Las zanjas de alrededor se convirtieron en trincheras, los pinos en defensas naturales, los truenos del chaparrón que se avecinaba, en ruido de morteros y metralla salpicando más muerte que chispas. También estaban los cuerpos. Tirados. Y la angustia, claro, que me acompañó todo el regreso a casa, y que no escapaba porque no pude abrir la boca, como tampoco pude dejar de apretar ese proyectil que ocultaba en la mano. Al menos hasta que una vez arropado en mi hogar, mi madre, tenía que ser ella, me preguntó qué me pasaba.
Le enseñé la bala, abriendo lentamente mi mano, con el absurdo temor de que se escapase con un chasquido y pudiera herirnos a todos. Le conté de mi pesar. Ella me acarició un hombro, me sonrió, de manera no del todo creíble, y me alentó explicándome que esa bala seguía sujeta al casquillo, que era una bala que nunca había sido disparada. Sentí un gran alivio, la verdad. Como si me hubiera quitado un muerto de encima, y nunca mejor expresado.

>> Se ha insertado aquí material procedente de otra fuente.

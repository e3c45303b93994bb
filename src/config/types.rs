use serde::{Deserialize, Serialize};

#[derive(Debug, Clone, Deserialize, Serialize, Default)]
pub struct Config {
    #[serde(default)]
    pub client: ClientConfig,
    #[serde(default)]
    pub view: ViewConfig,
    #[serde(default)]
    pub state_tap: StateTapConfig,
}

#[derive(Debug, Clone, Deserialize, Serialize)]
pub struct ClientConfig {
    #[serde(default = "default_base_url")]
    pub base_url: String,
    #[serde(default = "default_user_agent")]
    pub user_agent: String,
    /// Unset means the transport default (no explicit timeout).
    #[serde(default)]
    pub request_timeout_secs: Option<u64>,
    /// `Cookie` header of the browser session to reuse, e.g. `"onap=abc-123; ..."`.
    #[serde(default)]
    pub cookie: Option<String>,
}

impl ClientConfig {
    pub fn graphql_url(&self) -> String {
        format!("{}/apigateway/graphql", self.base_url.trim_end_matches('/'))
    }

    pub fn friendly_links_url(&self) -> String {
        format!(
            "{}/api/v1/friendly-links/query-params/",
            self.base_url.trim_end_matches('/')
        )
    }
}

impl Default for ClientConfig {
    fn default() -> Self {
        Self {
            base_url: default_base_url(),
            user_agent: default_user_agent(),
            request_timeout_secs: None,
            cookie: None,
        }
    }
}

#[derive(Debug, Clone, Deserialize, Serialize)]
pub struct ViewConfig {
    #[serde(default)]
    pub grouping_enabled: bool,
    #[serde(default = "default_true")]
    pub price_coloring_enabled: bool,
    /// Delay between markers added incrementally after a continuation page.
    #[serde(default = "default_marker_pace_ms")]
    pub marker_pace_ms: u64,
}

impl Default for ViewConfig {
    fn default() -> Self {
        Self {
            grouping_enabled: false,
            price_coloring_enabled: true,
            marker_pace_ms: default_marker_pace_ms(),
        }
    }
}

#[derive(Debug, Clone, Deserialize, Serialize)]
pub struct StateTapConfig {
    /// When false the state slot refuses subscriptions and the tap samples instead.
    #[serde(default = "default_true")]
    pub observe_reassignment: bool,
    #[serde(default = "default_sample_delays_ms")]
    pub sample_delays_ms: Vec<u64>,
}

impl Default for StateTapConfig {
    fn default() -> Self {
        Self {
            observe_reassignment: true,
            sample_delays_ms: default_sample_delays_ms(),
        }
    }
}

fn default_base_url() -> String {
    "https://www.olx.pl".into()
}

fn default_user_agent() -> String {
    "Mozilla/5.0 (Macintosh; Intel Mac OS X 10_15_7) AppleWebKit/537.36 (KHTML, like Gecko) Chrome/120.0.0.0 Safari/537.36".into()
}

fn default_true() -> bool {
    true
}

fn default_marker_pace_ms() -> u64 {
    5
}

fn default_sample_delays_ms() -> Vec<u64> {
    vec![300, 1000, 2500]
}
use std::collections::HashMap;

use super::offer::Offer;

/// Latest known record per canonical id, iterated in first-insertion order.
#[derive(Debug, Default)]
pub struct OfferStore {
    entries: HashMap<String, Offer>,
    order: Vec<String>,
}

impl OfferStore {
    pub fn new() -> Self {
        Self::default()
    }

    /// Inserts or replaces the whole record. Returns `true` when the id was not stored before.
    pub fn upsert(&mut self, offer: Offer) -> bool {
        let is_new = !self.entries.contains_key(&offer.id);
        if is_new {
            self.order.push(offer.id.clone());
        }
        self.entries.insert(offer.id.clone(), offer);
        is_new
    }

    pub fn get(&self, id: &str) -> Option<&Offer> {
        self.entries.get(id)
    }

    pub fn contains(&self, id: &str) -> bool {
        self.entries.contains_key(id)
    }

    pub fn len(&self) -> usize {
        self.entries.len()
    }

    pub fn is_empty(&self) -> bool {
        self.entries.is_empty()
    }

    pub fn iter(&self) -> impl Iterator<Item = &Offer> {
        self.order.iter().filter_map(|id| self.entries.get(id))
    }

    pub fn located_count(&self) -> usize {
        self.entries.values().filter(|o| o.is_located()).count()
    }
}
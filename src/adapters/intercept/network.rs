use std::sync::Arc;

use async_trait::async_trait;
use reqwest::Method;
use serde_json::Value;
use tracing::debug;

use crate::domain::extract::extract_search_offers;
use crate::domain::offer::OfferSource;
use crate::domain::payload::parse_payload;
use crate::error::Result;
use crate::ports::transport::{Transport, TransportRequest, TransportResponse};
use crate::session::collector::{OfferCollector, RenderMode};

/// Passive observer of search responses the page itself receives.
pub struct NetworkTap {
    target_url: String,
    collector: Arc<OfferCollector>,
}

impl NetworkTap {
    pub fn new(target_url: impl Into<String>, collector: Arc<OfferCollector>) -> Self {
        Self {
            target_url: target_url.into(),
            collector,
        }
    }

    /// POST to the search endpoint, with or without a query string.
    pub fn matches(&self, method: &Method, url: &str) -> bool {
        if *method != Method::POST {
            return false;
        }
        url == self.target_url
            || url
                .strip_prefix(self.target_url.as_str())
                .is_some_and(|rest| rest.starts_with('?'))
    }

    /// Merges whatever offers `payload` carries. Returns how many ids were new.
    pub fn observe(&self, payload: Option<&Value>) -> usize {
        let Some(parsed) = parse_payload(payload) else {
            return 0;
        };
        let offers = extract_search_offers(&parsed);
        if offers.is_empty() {
            return 0;
        }
        let added = self
            .collector
            .merge(&offers, OfferSource::Observed, RenderMode::Refresh);
        debug!(
            records = offers.len(),
            added = added.len(),
            "Observed search response"
        );
        added.len()
    }

    /// Starts tracking one request made with the open/send style API.
    pub fn open(&self, method: Method, url: impl Into<String>) -> TappedRequest<'_> {
        TappedRequest {
            tap: self,
            method,
            url: url.into(),
        }
    }
}

/// A request whose method and URL are remembered until its response loads.
pub struct TappedRequest<'a> {
    tap: &'a NetworkTap,
    method: Method,
    url: String,
}

impl TappedRequest<'_> {
    pub fn method(&self) -> &Method {
        &self.method
    }

    pub fn url(&self) -> &str {
        &self.url
    }

    /// `response` may be JSON text or an already-structured value.
    pub fn on_load(self, response: &Value) -> usize {
        if !self.tap.matches(&self.method, &self.url) {
            return 0;
        }
        self.tap.observe(Some(response))
    }
}

/// Forwards every exchange to `inner` unchanged and shows matching search
/// responses to the tap on the way back.
pub struct ObservingTransport<T> {
    inner: T,
    tap: Arc<NetworkTap>,
}

impl<T: Transport> ObservingTransport<T> {
    pub fn new(inner: T, tap: Arc<NetworkTap>) -> Self {
        Self { inner, tap }
    }

    pub fn tap(&self) -> &Arc<NetworkTap> {
        &self.tap
    }
}

#[async_trait]
impl<T: Transport> Transport for ObservingTransport<T> {
    async fn send(&self, request: TransportRequest) -> Result<TransportResponse> {
        let observed = self.tap.matches(&request.method, &request.url);
        let response = self.inner.send(request).await?;
        if observed {
            self.tap
                .observe(Some(&Value::String(response.body.clone())));
        }
        Ok(response)
    }
}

Decidí guardarla como amuleto de buena suerte, eso sí, bien encerrada en el fondo de un cajón que nunca abría. Y así lo hice durante un tiempo. Porque el simple conocimiento de su presencia me seguía perturbando.
Un día me deshice de ella. No recuerdo cómo fue. Y con razón, ya que esa bala de la Guerra Civil sigue incrustada en mi memoria. Nunca me he podido deshacer de ella.
Ni que decir tiene que en esa época no se estudiaba la Guerra Civil en las escuelas. Que nadie hablaba de ello. Ni siquiera mi madre, a la que siempre le gustó hablar de todo. ¿Qué podía saber un niño de todo eso? Poco, o nada realmente. Ese proyectil sin embargo me había entroncado con algo que también formaba parte de mi: un sentimiento atávico que pertenecía a mi pueblo, su historia y sus lágrimas.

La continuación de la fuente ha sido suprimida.